(Collected data entries)
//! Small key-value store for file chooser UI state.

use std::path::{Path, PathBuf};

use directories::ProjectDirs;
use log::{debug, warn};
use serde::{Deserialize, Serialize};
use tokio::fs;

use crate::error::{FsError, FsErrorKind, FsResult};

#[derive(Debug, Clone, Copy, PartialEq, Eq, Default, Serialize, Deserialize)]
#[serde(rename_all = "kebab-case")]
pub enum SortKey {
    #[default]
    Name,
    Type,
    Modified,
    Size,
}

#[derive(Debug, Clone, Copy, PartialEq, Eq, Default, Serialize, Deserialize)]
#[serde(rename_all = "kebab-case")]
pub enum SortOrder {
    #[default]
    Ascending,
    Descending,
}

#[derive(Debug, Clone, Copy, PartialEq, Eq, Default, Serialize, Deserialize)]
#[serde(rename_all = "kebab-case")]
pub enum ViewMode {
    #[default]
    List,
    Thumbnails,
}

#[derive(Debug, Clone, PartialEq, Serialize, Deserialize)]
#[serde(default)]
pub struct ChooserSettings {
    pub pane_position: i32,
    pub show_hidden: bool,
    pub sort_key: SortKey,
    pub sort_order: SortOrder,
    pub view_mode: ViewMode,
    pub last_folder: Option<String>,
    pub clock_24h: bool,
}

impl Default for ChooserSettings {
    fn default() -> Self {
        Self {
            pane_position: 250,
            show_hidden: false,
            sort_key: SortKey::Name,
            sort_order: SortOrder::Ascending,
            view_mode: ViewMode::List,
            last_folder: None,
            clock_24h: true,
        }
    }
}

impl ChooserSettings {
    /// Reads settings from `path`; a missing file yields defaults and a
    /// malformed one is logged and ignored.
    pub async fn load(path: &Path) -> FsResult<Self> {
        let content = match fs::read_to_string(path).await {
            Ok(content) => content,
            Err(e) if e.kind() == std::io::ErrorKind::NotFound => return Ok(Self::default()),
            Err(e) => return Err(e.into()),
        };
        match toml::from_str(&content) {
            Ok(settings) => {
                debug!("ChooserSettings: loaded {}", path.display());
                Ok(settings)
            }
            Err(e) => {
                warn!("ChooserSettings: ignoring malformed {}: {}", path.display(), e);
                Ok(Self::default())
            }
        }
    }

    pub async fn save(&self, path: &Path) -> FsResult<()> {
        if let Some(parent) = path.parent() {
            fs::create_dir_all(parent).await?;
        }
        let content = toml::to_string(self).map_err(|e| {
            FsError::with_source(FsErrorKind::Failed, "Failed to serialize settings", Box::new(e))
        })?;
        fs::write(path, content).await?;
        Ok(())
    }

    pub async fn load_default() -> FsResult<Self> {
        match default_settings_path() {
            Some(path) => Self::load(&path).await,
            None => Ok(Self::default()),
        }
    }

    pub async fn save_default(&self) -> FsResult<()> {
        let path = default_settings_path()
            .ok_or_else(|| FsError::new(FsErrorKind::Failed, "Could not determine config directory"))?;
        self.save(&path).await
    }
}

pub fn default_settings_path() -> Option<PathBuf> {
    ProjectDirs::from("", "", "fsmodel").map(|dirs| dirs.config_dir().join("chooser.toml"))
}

▶ _Problem_: Could you return all lines from the data above that contain the string "await"?

▶ _Solution_:
        let content = match fs::read_to_string(path).await {
            fs::create_dir_all(parent).await?;
        fs::write(path, content).await?;
            Some(path) => Self::load(&path).await,
        self.save(&path).await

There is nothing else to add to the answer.